Usually, at this point, Adonis would hang his head and nod unhappily. Then he would bring his son into his arms and stroke the back of his head in a soothing motion. Adonis's tiny hands would try and wrap around his huge frame and grip at his dark clothes as he buried his face into his shoulder and cried quietly.
This time however, Adonis raised his head to meet his eyes and gave him a small smile. "I know, Father, but tomorrow I can be happy for you and Mother."
This was not the reaction Hades had expected from his adopted son. "Why?" he asked, feeling a little confused.
"Because tomorrow is the first day of the second four months," Adonis explained simply, still smiling. "Mother will be halfway home."
Hades' jaw dropped in stunned surprise, but then he closed it in a smile and his eyes softened tenderly upon the child. "That's true. Mother will be halfway home tomorrow. Is that why you couldn't sleep? You wanted to make sure I didn't forget?"
Adonis nodded vigorously, his smile widening. "Uh-huh, and now you don't have to be so sad because time will only bring her closer."
Hades opened his arms. "Come here," he beckoned and Adonis moved forward, hugging his chest, and he held his son just as tight and just as close as he would if the child had needed comfort. This time it was him who needed it. "Thank you, my son," he murmured gratefully into his ear. Adonis responded by squeezing his arms tighter and snuggling deeper into his shoulder.

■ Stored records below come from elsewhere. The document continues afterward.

//! Caller parameter validation. Pure: no remote calls, inputs are never
//! modified, and "cannot mint" is reported as data.

use ethers::types::U256;
use tracing::debug;

use crate::registry::{ProviderConfig, RequiredParam};
use crate::types::{ContractClassification, MintRequestParams, ProviderTag, ValidationReport};
use crate::utils::{requires_proof, unix_now};

pub struct ParameterValidator;

impl ParameterValidator {
    /// Validate against the wall clock
    pub fn validate_now(
        params: &MintRequestParams,
        classification: &ContractClassification,
        config: &ProviderConfig,
    ) -> ValidationReport {
        Self::validate(params, classification, config, unix_now())
    }

    /// `now` is a unix timestamp in seconds
    pub fn validate(
        params: &MintRequestParams,
        classification: &ContractClassification,
        config: &ProviderConfig,
        now: u64,
    ) -> ValidationReport {
        let missing_params: Vec<String> = config
            .required_params
            .iter()
            .filter(|param| !param.is_present(params))
            .map(|param| param.name().to_string())
            .collect();

        let mut errors = Vec::new();
        let proof_required = classification
            .claim
            .as_ref()
            .is_some_and(|claim| requires_proof(&claim.merkle_root()));

        match classification.provider {
            ProviderTag::ExtensionClaim => {
                if !RequiredParam::InstanceOrTokenId.is_present(params) {
                    errors.push("instanceId or tokenId is required for extension claims".to_string());
                }
                if params.instance_id.is_some() && params.parsed_instance_id().is_none() {
                    errors.push("instanceId must be a non-negative integer".to_string());
                }
                if proof_required {
                    errors.push("merkle-gated claims are not supported".to_string());
                }
            }
            ProviderTag::DropClaim => {
                if proof_required {
                    errors.push("merkle-gated claims are not supported".to_string());
                }
                if let Some(claim) = &classification.claim {
                    if claim.start_time() > U256::from(now) {
                        errors.push(format!("claim has not started (starts at {})", claim.start_time()));
                    }
                }
            }
            ProviderTag::SelfDeploy | ProviderTag::Unclassified => {}
        }

        let report = ValidationReport {
            is_valid: missing_params.is_empty() && errors.is_empty(),
            missing_params,
            errors,
        };
        debug!(
            "Validated {:?} as {}: valid={} missing={:?}",
            classification.contract_address, classification.provider, report.is_valid, report.missing_params
        );
        report
    }
}

#[cfg(test)]
mod tests {
    use super::*;
    use crate::registry::ProviderConfigRegistry;
    use crate::types::{ClaimAttachment, ClaimCondition, ClaimRecord, PriceQuote};
    use ethers::types::{Address, H256};

    const NOW: u64 = 1_700_000_000;

    fn addr(n: u64) -> Address {
        Address::from_low_u64_be(n)
    }

    fn classified(provider: ProviderTag) -> ContractClassification {
        ContractClassification::unclassified(addr(1), true, false)
            .with_provider(provider)
            .with_extension(addr(2))
    }

    fn config_for(classification: &ContractClassification, params: &MintRequestParams) -> ProviderConfig {
        ProviderConfigRegistry::default().derive(classification, &PriceQuote::free(), params)
    }

    fn complete() -> MintRequestParams {
        MintRequestParams::new(addr(1), 1).with_recipient(addr(3)).with_amount(1)
    }

    fn check(params: &MintRequestParams, classification: &ContractClassification) -> ValidationReport {
        ParameterValidator::validate(params, classification, &config_for(classification, params), NOW)
    }

    #[test]
    fn test_extension_claim_needs_an_id() {
        let classification = classified(ProviderTag::ExtensionClaim);
        let report = check(&complete(), &classification);

        assert!(!report.is_valid);
        assert_eq!(report.missing_params, vec!["instanceId or tokenId".to_string()]);
        assert!(!report.errors.is_empty());

        let report = check(&complete().with_token_id(U256::from(4)), &classification);
        assert!(report.is_valid, "{:?}", report);
    }

    #[test]
    fn test_extension_claim_rejects_malformed_instance_id() {
        let classification = classified(ProviderTag::ExtensionClaim);

        for bad in ["-1", "twelve", "0x"] {
            let report = check(&complete().with_instance_id(bad), &classification);
            assert!(!report.is_valid);
            assert!(report.errors.iter().any(|e| e.contains("non-negative")));
        }
        assert!(check(&complete().with_instance_id("12"), &classification).is_valid);
    }

    #[test]
    fn test_extension_claim_rejects_merkle_root() {
        let classification = classified(ProviderTag::ExtensionClaim).with_claim(ClaimAttachment::Record(ClaimRecord {
            merkle_root: H256::repeat_byte(0xab),
            ..Default::default()
        }));
        let report = check(&complete().with_instance_id("1"), &classification);

        assert!(!report.is_valid);
        assert!(report.missing_params.is_empty());
        assert_eq!(report.errors.len(), 1);
    }

    #[test]
    fn test_drop_claim_not_started() {
        let classification = classified(ProviderTag::DropClaim).with_claim(ClaimAttachment::Condition(ClaimCondition {
            start_timestamp: U256::from(NOW + 3_600),
            ..Default::default()
        }));
        let report = check(&complete(), &classification);

        assert!(!report.is_valid);
        assert!(report.errors.iter().any(|e| e.contains("not started")));
    }

    #[test]
    fn test_drop_claim_started_and_open() {
        let classification = classified(ProviderTag::DropClaim).with_claim(ClaimAttachment::Condition(ClaimCondition {
            start_timestamp: U256::from(NOW - 60),
            ..Default::default()
        }));
        assert!(check(&complete(), &classification).is_valid);
    }

    #[test]
    fn test_drop_claim_rejects_merkle_root() {
        let classification = classified(ProviderTag::DropClaim).with_claim(ClaimAttachment::Condition(ClaimCondition {
            merkle_root: H256::repeat_byte(1),
            ..Default::default()
        }));
        let report = check(&complete(), &classification);

        assert!(!report.is_valid);
        assert!(report.errors.iter().any(|e| e.contains("merkle")));
    }

    #[test]
    fn test_missing_required_params() {
        let classification = classified(ProviderTag::SelfDeploy);
        let params = MintRequestParams::new(addr(1), 0);
        let report = check(&params, &classification);

        assert!(!report.is_valid);
        assert_eq!(report.missing_params, vec!["chainId", "recipient", "amount"]);
        assert!(report.errors.is_empty());
    }

    #[test]
    fn test_inputs_are_untouched() {
        let classification = classified(ProviderTag::DropClaim);
        let params = complete();
        let config = config_for(&classification, &params);
        let (before_params, before_classification, before_config) = (params.clone(), classification.clone(), config.clone());

        let _ = ParameterValidator::validate(&params, &classification, &config, NOW);

        assert_eq!(params, before_params);
        assert_eq!(classification, before_classification);
        assert_eq!(config, before_config);
    }
}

Adonis may not be an intelligent mortal and possessed way too much curiosity for his own good that caused Hades no end of trouble, but his naturally bright, positive, compassionate nature more than made up for it.
()()()()()
It was only some several short years later that Aphrodite came for Adonis, but she made the unfortunate mistake of coming during the summer.

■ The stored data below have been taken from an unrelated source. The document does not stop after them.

pub mod abi;
mod config;

pub use config::{DetectionOverride, RegistryConfig, KNOWN_CLAIM_EXTENSIONS, NATIVE_SENTINEL};

use ethers::abi::Token;
use ethers::types::{Address, U256};
use tracing::debug;

use crate::types::{
    ClaimAttachment, ContractClassification, MintRequestParams, PriceQuote, ProviderTag,
};

/// Request parameter a provider needs before a mint can be submitted
#[derive(Debug, Clone, Copy, PartialEq, Eq)]
pub enum RequiredParam {
    ContractAddress,
    ChainId,
    Recipient,
    Amount,
    /// Either an instance id or a token id
    InstanceOrTokenId,
}

impl RequiredParam {
    pub fn name(&self) -> &'static str {
        match self {
            RequiredParam::ContractAddress => "contractAddress",
            RequiredParam::ChainId => "chainId",
            RequiredParam::Recipient => "recipient",
            RequiredParam::Amount => "amount",
            RequiredParam::InstanceOrTokenId => "instanceId or tokenId",
        }
    }

    pub fn is_present(&self, params: &MintRequestParams) -> bool {
        match self {
            RequiredParam::ContractAddress => !params.contract_address.is_zero(),
            RequiredParam::ChainId => params.chain_id != 0,
            RequiredParam::Recipient => params.recipient.is_some(),
            RequiredParam::Amount => params.amount.is_some_and(|a| a > 0),
            RequiredParam::InstanceOrTokenId => {
                params.instance_id.as_deref().is_some_and(|s| !s.trim().is_empty()) || params.token_id.is_some()
            }
        }
    }
}

/// Immutable per-provider template
#[derive(Debug)]
pub struct ProviderTemplate {
    pub provider: ProviderTag,
    /// ABI used when the contract is (or is assumed to be) ERC721
    pub abi: &'static [&'static str],
    /// Alternate ABI shape keyed by ERC1155; empty when the provider has one shape
    pub abi_erc1155: &'static [&'static str],
    pub required_params: &'static [RequiredParam],
    /// Ordered price-discovery functions
    pub price_functions: &'static [&'static str],
}

impl ProviderTemplate {
    /// ABI shape matching the detected standard, then the alternate one
    pub fn shapes(&self, erc1155_first: bool) -> [&'static [&'static str]; 2] {
        if erc1155_first && !self.abi_erc1155.is_empty() {
            [self.abi_erc1155, self.abi]
        } else {
            [self.abi, self.abi_erc1155]
        }
    }
}

static EXTENSION_CLAIM: ProviderTemplate = ProviderTemplate {
    provider: ProviderTag::ExtensionClaim,
    abi: &[abi::EXT721_GET_CLAIM, abi::EXT721_GET_CLAIM_FOR_TOKEN, abi::EXT721_MINT, abi::EXT721_MINT_BATCH],
    abi_erc1155: &[abi::EXT1155_GET_CLAIM, abi::EXT1155_GET_CLAIM_FOR_TOKEN, abi::EXT1155_MINT, abi::EXT1155_MINT_BATCH],
    required_params: &[
        RequiredParam::ContractAddress,
        RequiredParam::ChainId,
        RequiredParam::Recipient,
        RequiredParam::Amount,
        RequiredParam::InstanceOrTokenId,
    ],
    price_functions: &[abi::EXT_MINT_FEE],
};

static SELF_DEPLOY: ProviderTemplate = ProviderTemplate {
    provider: ProviderTag::SelfDeploy,
    abi: &[abi::CONTRACT_VERSION, abi::SALE_PRICE, abi::CREATOR_FEE_FOR_AMOUNT, abi::PROTOCOL_FEE, abi::MINT_WITH_REWARDS],
    abi_erc1155: &[],
    required_params: &[RequiredParam::ContractAddress, RequiredParam::ChainId, RequiredParam::Recipient, RequiredParam::Amount],
    price_functions: &[abi::SALE_PRICE],
};

static DROP_CLAIM: ProviderTemplate = ProviderTemplate {
    provider: ProviderTag::DropClaim,
    abi: &[abi::DROP721_CLAIM_CONDITION, abi::DROP721_CONDITION_BY_ID, abi::DROP721_ACTIVE_CONDITION_ID, abi::DROP721_CLAIM],
    abi_erc1155: &[abi::DROP1155_PRICE, abi::DROP1155_MINT_PRICE, abi::DROP1155_CLAIM_CONDITION, abi::DROP1155_CLAIM],
    required_params: &[RequiredParam::ContractAddress, RequiredParam::ChainId, RequiredParam::Recipient, RequiredParam::Amount],
    price_functions: &[abi::DROP1155_PRICE, abi::DROP1155_MINT_PRICE, abi::DROP1155_CLAIM_CONDITION],
};

static UNCLASSIFIED: ProviderTemplate = ProviderTemplate {
    provider: ProviderTag::Unclassified,
    abi: &[abi::GENERIC_MINT],
    abi_erc1155: &[],
    required_params: &[RequiredParam::ContractAddress, RequiredParam::ChainId, RequiredParam::Amount],
    price_functions: &[
        abi::CANDIDATE_MINT_PRICE,
        abi::CANDIDATE_PRICE,
        abi::CANDIDATE_COST,
        abi::CANDIDATE_PUBLIC_SALE_PRICE,
        abi::CANDIDATE_SALE_PRICE,
        abi::CANDIDATE_PRICE_CONSTANT,
    ],
};

/// Self-deploy pricing as discovered
#[derive(Debug, Clone, PartialEq, Eq)]
pub enum SelfDeployPricing {
    /// Flat unit price
    Unit(U256),
    /// Creator fee already computed for the amount, plus a per-unit protocol fee
    Split { creator_fee: U256, protocol_fee: U256 },
}

/// Provider-specific mint call, resolved once per request. Each variant owns
/// its argument builder and value calculator.
#[derive(Debug, Clone, PartialEq, Eq)]
pub enum MintCall {
    ExtensionClaim {
        extension: Address,
        erc1155: bool,
        instance_id: Option<U256>,
        cost: U256,
        fee: U256,
        erc20: Option<Address>,
    },
    SelfDeploy {
        pricing: SelfDeployPricing,
    },
    DropClaim {
        erc1155: bool,
        token_id: U256,
        price_per_token: U256,
        currency: Address,
        native: bool,
    },
    Unclassified {
        unit_price: U256,
    },
}

impl MintCall {
    pub fn provider(&self) -> ProviderTag {
        match self {
            MintCall::ExtensionClaim { .. } => ProviderTag::ExtensionClaim,
            MintCall::SelfDeploy { .. } => ProviderTag::SelfDeploy,
            MintCall::DropClaim { .. } => ProviderTag::DropClaim,
            MintCall::Unclassified { .. } => ProviderTag::Unclassified,
        }
    }

    /// Contract the mint transaction is sent to
    pub fn target(&self, contract: Address) -> Address {
        match self {
            MintCall::ExtensionClaim { extension, .. } => *extension,
            _ => contract,
        }
    }

    /// Fragment of the function to invoke for `amount` units
    pub fn function(&self, amount: u64) -> &'static str {
        match self {
            MintCall::ExtensionClaim { erc1155: false, .. } if amount > 1 => abi::EXT721_MINT_BATCH,
            MintCall::ExtensionClaim { erc1155: true, .. } if amount > 1 => abi::EXT1155_MINT_BATCH,
            MintCall::ExtensionClaim { erc1155: false, .. } => abi::EXT721_MINT,
            MintCall::ExtensionClaim { erc1155: true, .. } => abi::EXT1155_MINT,
            MintCall::SelfDeploy { .. } => abi::MINT_WITH_REWARDS,
            MintCall::DropClaim { erc1155: false, .. } => abi::DROP721_CLAIM,
            MintCall::DropClaim { erc1155: true, .. } => abi::DROP1155_CLAIM,
            MintCall::Unclassified { .. } => abi::GENERIC_MINT,
        }
    }

    /// Argument builder
    pub fn arguments(&self, params: &MintRequestParams) -> Vec<Token> {
        let amount = params.quantity();
        let recipient = Token::Address(params.recipient.unwrap_or_default());
        let proof = Token::Array(
            params
                .merkle_proof
                .iter()
                .flatten()
                .map(|h| Token::FixedBytes(h.as_bytes().to_vec()))
                .collect(),
        );

        match self {
            MintCall::ExtensionClaim { instance_id, .. } => {
                let creator = Token::Address(params.contract_address);
                let instance = Token::Uint(instance_id.unwrap_or_default());
                if amount > 1 {
                    vec![
                        creator,
                        instance,
                        Token::Uint(U256::from(amount)),
                        Token::Array(vec![]),
                        Token::Array(vec![]),
                        recipient,
                    ]
                } else {
                    vec![creator, instance, Token::Uint(U256::zero()), proof, recipient]
                }
            }
            MintCall::SelfDeploy { .. } => vec![
                recipient,
                Token::Uint(U256::from(amount)),
                Token::String(String::new()),
                Token::Address(Address::zero()),
            ],
            MintCall::DropClaim {
                erc1155,
                token_id,
                price_per_token,
                currency,
                ..
            } => {
                let allowlist = Token::Tuple(vec![
                    proof,
                    Token::Uint(U256::zero()),
                    Token::Uint(*price_per_token),
                    Token::Address(*currency),
                ]);
                let mut args = vec![recipient];
                if *erc1155 {
                    args.push(Token::Uint(*token_id));
                }
                args.extend([
                    Token::Uint(U256::from(amount)),
                    Token::Address(*currency),
                    Token::Uint(*price_per_token),
                    allowlist,
                    Token::Bytes(vec![]),
                ]);
                args
            }
            MintCall::Unclassified { .. } => vec![recipient, Token::Uint(U256::from(amount))],
        }
    }

    /// Value calculator: native currency attached to the mint transaction
    pub fn value(&self, amount: u64) -> U256 {
        let amount = U256::from(amount);
        match self {
            MintCall::ExtensionClaim { cost, fee, erc20, .. } => match erc20 {
                Some(_) => *fee,
                None => fee.saturating_add(*cost),
            },
            MintCall::SelfDeploy {
                pricing: SelfDeployPricing::Unit(price),
            } => price.saturating_mul(amount),
            MintCall::SelfDeploy {
                pricing: SelfDeployPricing::Split { creator_fee, protocol_fee },
            } => creator_fee.saturating_add(protocol_fee.saturating_mul(amount)),
            MintCall::DropClaim {
                price_per_token, native, ..
            } => {
                if *native {
                    price_per_token.saturating_mul(amount)
                } else {
                    U256::zero()
                }
            }
            MintCall::Unclassified { unit_price } => unit_price.saturating_mul(amount),
        }
    }
}

/// Template specialized with discovered contract data
#[derive(Debug, Clone, PartialEq, Eq)]
pub struct ProviderConfig {
    pub provider: ProviderTag,
    pub contract_address: Address,
    pub abi: Vec<&'static str>,
    pub required_params: Vec<RequiredParam>,
    pub price_functions: Vec<&'static str>,
    pub call: MintCall,
}

impl ProviderConfig {
    pub fn target(&self) -> Address {
        self.call.target(self.contract_address)
    }

    pub fn mint_function(&self, amount: u64) -> &'static str {
        self.call.function(amount)
    }

    pub fn value(&self, amount: u64) -> U256 {
        self.call.value(amount)
    }
}

/// Provider templates plus the deployment data used to specialize them
#[derive(Debug, Clone, Default)]
pub struct ProviderConfigRegistry {
    config: RegistryConfig,
}

impl ProviderConfigRegistry {
    pub fn new(config: RegistryConfig) -> Self {
        Self { config }
    }

    pub fn config(&self) -> &RegistryConfig {
        &self.config
    }

    pub fn template(&self, provider: ProviderTag) -> &'static ProviderTemplate {
        match provider {
            ProviderTag::ExtensionClaim => &EXTENSION_CLAIM,
            ProviderTag::SelfDeploy => &SELF_DEPLOY,
            ProviderTag::DropClaim => &DROP_CLAIM,
            ProviderTag::Unclassified => &UNCLASSIFIED,
        }
    }

    /// Specialize the template for `classification`, substituting the
    /// discovered price and currency. Templates are never modified.
    pub fn derive(
        &self,
        classification: &ContractClassification,
        quote: &PriceQuote,
        params: &MintRequestParams,
    ) -> ProviderConfig {
        let template = self.template(classification.provider);
        let erc1155 = classification.is_erc1155;
        let amount = U256::from(params.quantity());

        let call = match classification.provider {
            ProviderTag::ExtensionClaim => {
                let record = match &classification.claim {
                    Some(ClaimAttachment::Record(record)) => Some(record),
                    _ => None,
                };
                let cost = record.map(|r| r.cost).unwrap_or_default();
                let erc20 = quote.erc20.as_ref().map(|d| d.address);
                let fee = if erc20.is_some() {
                    quote.total_cost
                } else {
                    quote.total_cost.saturating_sub(cost)
                };
                MintCall::ExtensionClaim {
                    extension: classification.extension_address.unwrap_or(classification.contract_address),
                    erc1155,
                    instance_id: params.parsed_instance_id().or(classification.discovered_instance_id()),
                    cost,
                    fee,
                    erc20,
                }
            }
            ProviderTag::SelfDeploy => {
                // a quote whose total is not unit × amount carries a creator fee
                let per_unit = quote.unit_price.saturating_mul(amount);
                let pricing = if per_unit == quote.total_cost {
                    SelfDeployPricing::Unit(quote.unit_price)
                } else {
                    SelfDeployPricing::Split {
                        creator_fee: quote.total_cost.saturating_sub(per_unit),
                        protocol_fee: quote.unit_price,
                    }
                };
                MintCall::SelfDeploy { pricing }
            }
            ProviderTag::DropClaim => {
                let (price, currency) = match &classification.claim {
                    Some(ClaimAttachment::Condition(c)) => (c.price_per_token, c.currency),
                    _ => (quote.unit_price, self.config.native_sentinel),
                };
                let native = self.config.is_native_currency(currency);
                MintCall::DropClaim {
                    erc1155,
                    token_id: params.token_id.unwrap_or_default(),
                    price_per_token: price,
                    currency: if native { self.config.native_sentinel } else { currency },
                    native,
                }
            }
            ProviderTag::Unclassified => MintCall::Unclassified {
                unit_price: unit_from_total(quote, amount),
            },
        };

        debug!(
            "Derived {} config for {:?} (value {})",
            template.provider,
            classification.contract_address,
            call.value(params.quantity())
        );

        let [primary, alternate] = template.shapes(erc1155);
        ProviderConfig {
            provider: template.provider,
            contract_address: classification.contract_address,
            abi: primary.iter().chain(alternate.iter()).copied().collect(),
            required_params: template.required_params.to_vec(),
            price_functions: template.price_functions.to_vec(),
            call,
        }
    }
}

/// Unit price implied by a quote so that `unit × amount` reproduces its total
fn unit_from_total(quote: &PriceQuote, amount: U256) -> U256 {
    if !quote.unit_price.is_zero() && quote.unit_price.saturating_mul(amount) == quote.total_cost {
        quote.unit_price
    } else if amount.is_zero() {
        quote.total_cost
    } else {
        quote.total_cost / amount
    }
}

"I have come to reclaim Adonis. Where's Persephone?" she demanded imperiously, scrutinizing his Throne Room as if she would suddenly appear out of the shadows or from behind the pillars.
A tick appeared in his jaw. "It's summer in the human world, Aphrodite. She's not here," he said.
She looked taken aback by this sudden pronouncement and his eyes narrowed hatefully at her. As he'd suspected when Aphrodite had first dropped the boy on their door step, she'd either forgotten that Persephone didn't live in the Underworld all the time or forgotten when she did. Regardless of which it was, it infuriated him that none of the gods apart from Demeter, Persephone, and himself cared at all about the agreement that had continued to be the greatest tribulation of his married life.
She gave herself a little shake and regained her composure. "Well, Adonis is still living in the Underworld, isn't he?" she asked, sounding a little uncertain.
Hades gave her a cold smile. "He hasn't left it since the day you dropped him off here."
Her countenance brightened, though her eyes still remained unsure. "Ah, so it's no trouble then. I'll just take him off your hands now and be on my way."
She seemed to think she was doing him some huge favor. Perhaps she assumed that he felt himself begrudgingly saddled with the burden of looking after the boy while his wife had been away. Logically, it was an understandable assumption given how involved the other male (and many female) gods were in the care of their own offspring, much less those not of their own blood.
Understandable, but in this case, so very wrong. It was yet another reminder to Hades how very different he was from the rest of his family.
"No," he said.
Aphrodite looked confused. "No, what?"
"No, you won't take him from me," he said, perhaps a little too vindictively.
Her expression changed from confused to outrage. "How dare you deny me! You swore you would return him to me when I came for him!"
His smile widened and his eyes narrowed further. "No, my wife swore she would return him to you, but I made no such promise and I will not give my son to you while his mother is away."
Aphrodite took a step back as if he'd physically shoved her and spluttered incomprehensibly. It had never once occurred to her that the Lord of the Underworld would become so invested in a mortal child not of his own blood and for purely nonsexual reasons.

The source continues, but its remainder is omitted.